Мы, люди свободно мыслящие, с попами можем спорить. Безусловно, на равных. Он, мне, типа: жертва Христова. А я ему на это: а вот Будда гораздо раньше все сказал и без всяких мученических смертей.
Когда я злюсь, я задирист. Тем более, тут терять уже особо нечего. Все, что надо, я получил. Ты, отец Виталий, судя по всему, не дурак. Хорошо, тем интереснее.
Как только они чуть-чуть примолкли, я рыцарской свиньей вклинился в их разговор:
– Отец Виталий, я никогда так близко с клириками не общался. Могу я спросить?
– Конечно, – улыбнулся отец Виталий. Оценил моего "клирика". Понял, что имеет дело с подкованным человеком.
– Вопрос такой. Все, что я говорится православными и для православных, направлено на какое-то постоянное унижение. Оно называется, конечно, красиво – "покаяние". Только вот смысла в этом для простого человека немного. Живет, скажем, какой-нибудь дядя Петя со своей тетей Машей. Никого не убивает, не ворует, на сторону уже не ходит, потому что не может и лень. Ну, пусть даже пьет. Так все пьют. В чем ему каяться? Зачем он вам нужен, я имею ввиду, здесь, в церкви, я понимаю: он же свою копеечку несет. А ему-то это зачем?

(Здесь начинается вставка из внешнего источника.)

//! Console state machine: one handler per navigation state

use chrono::Utc;
use tokio::io::{AsyncBufRead, AsyncWrite};

use crate::{
    config::ConsoleConfig,
    error::{AppError, AppResult},
    repository::Repository,
    services::Services,
};

use super::actions::{parse_input, ActionSet, CommonAction, Selection};
use super::io::ConsoleIo;
use super::render;
use super::state::{ConsoleState, Session};

/// Next state plus the session it starts with
type Step = (ConsoleState, Session);

/// The librarian's console: drives the navigation state machine until the
/// user quits or input ends.
pub struct ConsoleApp {
    repository: Repository,
    services: Services,
    config: ConsoleConfig,
}

impl ConsoleApp {
    pub fn new(repository: Repository, services: Services, config: ConsoleConfig) -> Self {
        Self {
            repository,
            services,
            config,
        }
    }

    /// Run from `PatronSearch` until the `Quit` state is reached
    pub async fn run<R, W>(&self, io: &mut ConsoleIo<R, W>) -> AppResult<()>
    where
        R: AsyncBufRead + Unpin,
        W: AsyncWrite + Unpin,
    {
        let mut state = ConsoleState::PatronSearch;
        let mut session = Session::default();

        while state != ConsoleState::Quit {
            let (next, next_session) = self.step(state, session, io).await?;
            tracing::debug!(from = %state, to = %next, "Console transition");
            state = next;
            session = next_session;
        }

        tracing::info!("Console session ended");
        Ok(())
    }

    /// Execute one state: render, read input, act, and pick the next state
    pub async fn step<R, W>(
        &self,
        state: ConsoleState,
        session: Session,
        io: &mut ConsoleIo<R, W>,
    ) -> AppResult<Step>
    where
        R: AsyncBufRead + Unpin,
        W: AsyncWrite + Unpin,
    {
        match state {
            ConsoleState::PatronSearch => self.patron_search(session, io).await,
            ConsoleState::PatronSearchResults => self.patron_search_results(session, io).await,
            ConsoleState::PatronDetails => self.patron_details(session, io).await,
            ConsoleState::LoanDetails => self.loan_details(session, io).await,
            ConsoleState::Quit => Ok((ConsoleState::Quit, session)),
        }
    }

    async fn patron_search<R, W>(&self, session: Session, io: &mut ConsoleIo<R, W>) -> AppResult<Step>
    where
        R: AsyncBufRead + Unpin,
        W: AsyncWrite + Unpin,
    {
        let Some(name) = io
            .prompt_non_empty("Enter a string to search for patrons by name: ")
            .await?
        else {
            return Ok((ConsoleState::Quit, session));
        };

        let matches = self.repository.patrons.search_patrons(&name).await?;

        if matches.len() > self.config.max_search_results {
            io.println(&format!(
                "More than {} patrons satisfy the search, please provide more specific input...",
                self.config.max_search_results
            ))
            .await?;
            return Ok((ConsoleState::PatronSearch, session.with_matches(Vec::new())));
        }

        if matches.is_empty() {
            io.println("No matching patrons found.").await?;
            return Ok((ConsoleState::PatronSearch, session.with_matches(Vec::new())));
        }

        io.println("Matching Patrons:").await?;
        io.print(&render::patron_list(&matches)).await?;
        Ok((ConsoleState::PatronSearchResults, session.with_matches(matches)))
    }

    async fn patron_search_results<R, W>(
        &self,
        session: Session,
        io: &mut ConsoleIo<R, W>,
    ) -> AppResult<Step>
    where
        R: AsyncBufRead + Unpin,
        W: AsyncWrite + Unpin,
    {
        let state = ConsoleState::PatronSearchResults;
        let options = ActionSet::from([
            CommonAction::Select,
            CommonAction::SearchPatrons,
            CommonAction::Quit,
        ]);
        let count = session.matching_patrons.len();

        let Some(selection) = read_selection(io, &options, count, "patron").await? else {
            return Ok((ConsoleState::Quit, session));
        };

        match selection {
            Selection::Item(number) => {
                let id = session.matching_patrons[number - 1].id;
                match self.repository.patrons.get_patron(id).await? {
                    Some(patron) => Ok((ConsoleState::PatronDetails, session.with_patron(patron))),
                    None => {
                        tracing::warn!("Patron {} disappeared between search and selection", id);
                        io.println("Patron not found.").await?;
                        Ok((ConsoleState::PatronSearch, session))
                    }
                }
            }
            Selection::Action(CommonAction::SearchPatrons) => {
                Ok((ConsoleState::PatronSearch, Session::default()))
            }
            Selection::Action(CommonAction::Quit) => Ok((ConsoleState::Quit, session)),
            Selection::Action(action) => Err(unhandled(state, action)),
        }
    }

    async fn patron_details<R, W>(&self, session: Session, io: &mut ConsoleIo<R, W>) -> AppResult<Step>
    where
        R: AsyncBufRead + Unpin,
        W: AsyncWrite + Unpin,
    {
        let state = ConsoleState::PatronDetails;
        let Some(patron) = session.selected_patron.clone() else {
            return Ok((ConsoleState::PatronSearch, session));
        };

        io.println("Patron Details:").await?;
        io.print(&render::patron_details(&patron, Utc::now())).await?;

        let mut options = ActionSet::from([
            CommonAction::SearchPatrons,
            CommonAction::RenewPatronMembership,
            CommonAction::SearchBooks,
            CommonAction::Quit,
        ]);
        if !patron.loans.is_empty() {
            options.insert(CommonAction::Select);
        }

        let Some(selection) = read_selection(io, &options, patron.loans.len(), "loan").await? else {
            return Ok((ConsoleState::Quit, session));
        };

        match selection {
            Selection::Item(number) => {
                let loan = patron.loans[number - 1].clone();
                Ok((ConsoleState::LoanDetails, session.with_loan(Some(loan))))
            }
            Selection::Action(CommonAction::SearchPatrons) => {
                Ok((ConsoleState::PatronSearch, Session::default()))
            }
            Selection::Action(CommonAction::RenewPatronMembership) => {
                let status = self.services.patrons.renew_membership(patron.id).await?;
                io.println(&status.to_string()).await?;
                self.reload_patron(patron.id, ConsoleState::PatronDetails, session, io)
                    .await
            }
            Selection::Action(CommonAction::SearchBooks) => {
                let next = self.search_books(io).await?;
                Ok((next, session))
            }
            Selection::Action(CommonAction::Quit) => Ok((ConsoleState::Quit, session)),
            Selection::Action(action) => Err(unhandled(state, action)),
        }
    }

    async fn loan_details<R, W>(&self, session: Session, io: &mut ConsoleIo<R, W>) -> AppResult<Step>
    where
        R: AsyncBufRead + Unpin,
        W: AsyncWrite + Unpin,
    {
        let state = ConsoleState::LoanDetails;
        let Some(loan) = session.selected_loan.clone() else {
            return Ok((ConsoleState::PatronSearch, session));
        };

        io.println("Loan Details:").await?;
        io.print(&render::loan_details(&loan, Utc::now())).await?;

        let mut options = ActionSet::from([
            CommonAction::Back,
            CommonAction::SearchBooks,
            CommonAction::Quit,
        ]);
        if loan.is_active() {
            options.insert(CommonAction::ReturnLoanedBook);
            options.insert(CommonAction::ExtendLoanedBook);
        }

        let Some(selection) = read_selection(io, &options, 0, "loan").await? else {
            return Ok((ConsoleState::Quit, session));
        };

        match selection {
            Selection::Action(CommonAction::Back) => {
                Ok((ConsoleState::PatronDetails, session.with_loan(None)))
            }
            Selection::Action(CommonAction::ReturnLoanedBook) => {
                let status = self.services.loans.return_loan(loan.id).await?;
                io.println(&status.to_string()).await?;
                self.reload_loan(loan.id, loan.patron_id, session, io).await
            }
            Selection::Action(CommonAction::ExtendLoanedBook) => {
                let status = self.services.loans.extend_loan(loan.id).await?;
                io.println(&status.to_string()).await?;
                self.reload_loan(loan.id, loan.patron_id, session, io).await
            }
            Selection::Action(CommonAction::SearchBooks) => {
                let next = self.search_books(io).await?;
                Ok((next, session))
            }
            Selection::Action(CommonAction::Quit) => Ok((ConsoleState::Quit, session)),
            Selection::Action(action) => Err(unhandled(state, action)),
            Selection::Item(number) => Err(unhandled(state, format!("Select {}", number))),
        }
    }

    /// Ask for a title and report whether a copy can be borrowed. Returns the
    /// state to continue with.
    async fn search_books<R, W>(&self, io: &mut ConsoleIo<R, W>) -> AppResult<ConsoleState>
    where
        R: AsyncBufRead + Unpin,
        W: AsyncWrite + Unpin,
    {
        let Some(title) = io
            .prompt_non_empty("Enter a book title to search for: ")
            .await?
        else {
            return Ok(ConsoleState::Quit);
        };

        let result = self.services.catalog.check_availability(&title).await?;
        tracing::debug!("Availability of {:?}: {:?}", title, result);
        io.println(&render::availability(&result, &title)).await?;

        Ok(ConsoleState::PatronDetails)
    }

    async fn reload_patron<R, W>(
        &self,
        patron_id: i32,
        next: ConsoleState,
        session: Session,
        io: &mut ConsoleIo<R, W>,
    ) -> AppResult<Step>
    where
        R: AsyncBufRead + Unpin,
        W: AsyncWrite + Unpin,
    {
        match self.repository.patrons.get_patron(patron_id).await? {
            Some(patron) => Ok((next, session.with_patron(patron))),
            None => {
                io.println("Patron not found.").await?;
                Ok((ConsoleState::PatronSearch, Session::default()))
            }
        }
    }

    /// Refresh both the loan and its patron after a loan mutation
    async fn reload_loan<R, W>(
        &self,
        loan_id: i32,
        patron_id: i32,
        session: Session,
        io: &mut ConsoleIo<R, W>,
    ) -> AppResult<Step>
    where
        R: AsyncBufRead + Unpin,
        W: AsyncWrite + Unpin,
    {
        let (state, session) = self
            .reload_patron(patron_id, ConsoleState::LoanDetails, session, io)
            .await?;
        if state != ConsoleState::LoanDetails {
            return Ok((state, session));
        }

        match self.repository.loans.get_loan(loan_id).await? {
            Some(loan) => Ok((ConsoleState::LoanDetails, session.with_loan(Some(loan)))),
            None => {
                io.println("Loan not found.").await?;
                Ok((ConsoleState::PatronDetails, session))
            }
        }
    }
}

/// Show the menu and read until the input is one of `options`. `None` means
/// the input stream ended.
async fn read_selection<R, W>(
    io: &mut ConsoleIo<R, W>,
    options: &ActionSet,
    item_count: usize,
    item_noun: &str,
) -> AppResult<Option<Selection>>
where
    R: AsyncBufRead + Unpin,
    W: AsyncWrite + Unpin,
{
    loop {
        io.print(&render::action_menu(options, item_count, item_noun))
            .await?;
        let Some(line) = io.read_line().await? else {
            return Ok(None);
        };
        match parse_input(&line, options, item_count) {
            Some(selection) => return Ok(Some(selection)),
            None => io.println(&render::unknown_input(options)).await?,
        }
    }
}

fn unhandled(state: ConsoleState, action: impl ToString) -> AppError {
    AppError::UnhandledAction {
        state: state.to_string(),
        action: action.to_string(),
    }
}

Я сознательно нагнетал градус разговора, надеясь вывести собеседника из себя. Так проще выиграть. Я готовился к тому, что поп начнет вещать про второе послание апостола Павла, пустынные видения Антония Великого и прочую наукообразную чушь. С такими аргументами я расправляюсь одной левой. Павел, мол, для меня не авторитет. А в пустыне еще и не то привидится. По сути, мол, есть что сказать?
Именно так обычно я разбираюсь с Зоей Павловной Жуковской. Религия – единственная тема, которая выводит ее из себя, и я стараюсь не провоцировать. Начальница все-таки. Но она провоцируется сама, горячится, а потом расстраивается.
Но Виталий почему-то остался спокойным. Привык тут, в деревне, к темному, грубому народу, видать.
– Если позволите, я расскажу вам одну историю, – начал он. – Думаю, она поможет мне ответить на ваш вопрос. Если у вас, конечно, есть время.
Мы заверили его, что время у нас есть. Спросить у священника, а есть ли время у него, мне почему-то не пришло в голову.
– Неделю назад, после службы дело было. Вечерня закончилась, все разошлись. Иду я, значит, к выходу, домой собираюсь. Смотрю: на скамейках, где бабушки обычно отдыхают, сидит кто-то. Подхожу, сажусь рядом. Я обычно всегда так делаю: сяду рядом, помолчу. Человек первый говорить начинает, если захочет. А то, если подойдешь, спросишь: "Что вы хотели?", можно и напугать. Уйдет человек и больше не вернется.
Это был пожилой мужчина. Лет под восемьдесят или больше. Но даже сквозь старческую немощь видно было, что он когда-то был крепок, жилист, может быть, даже богатырски силен.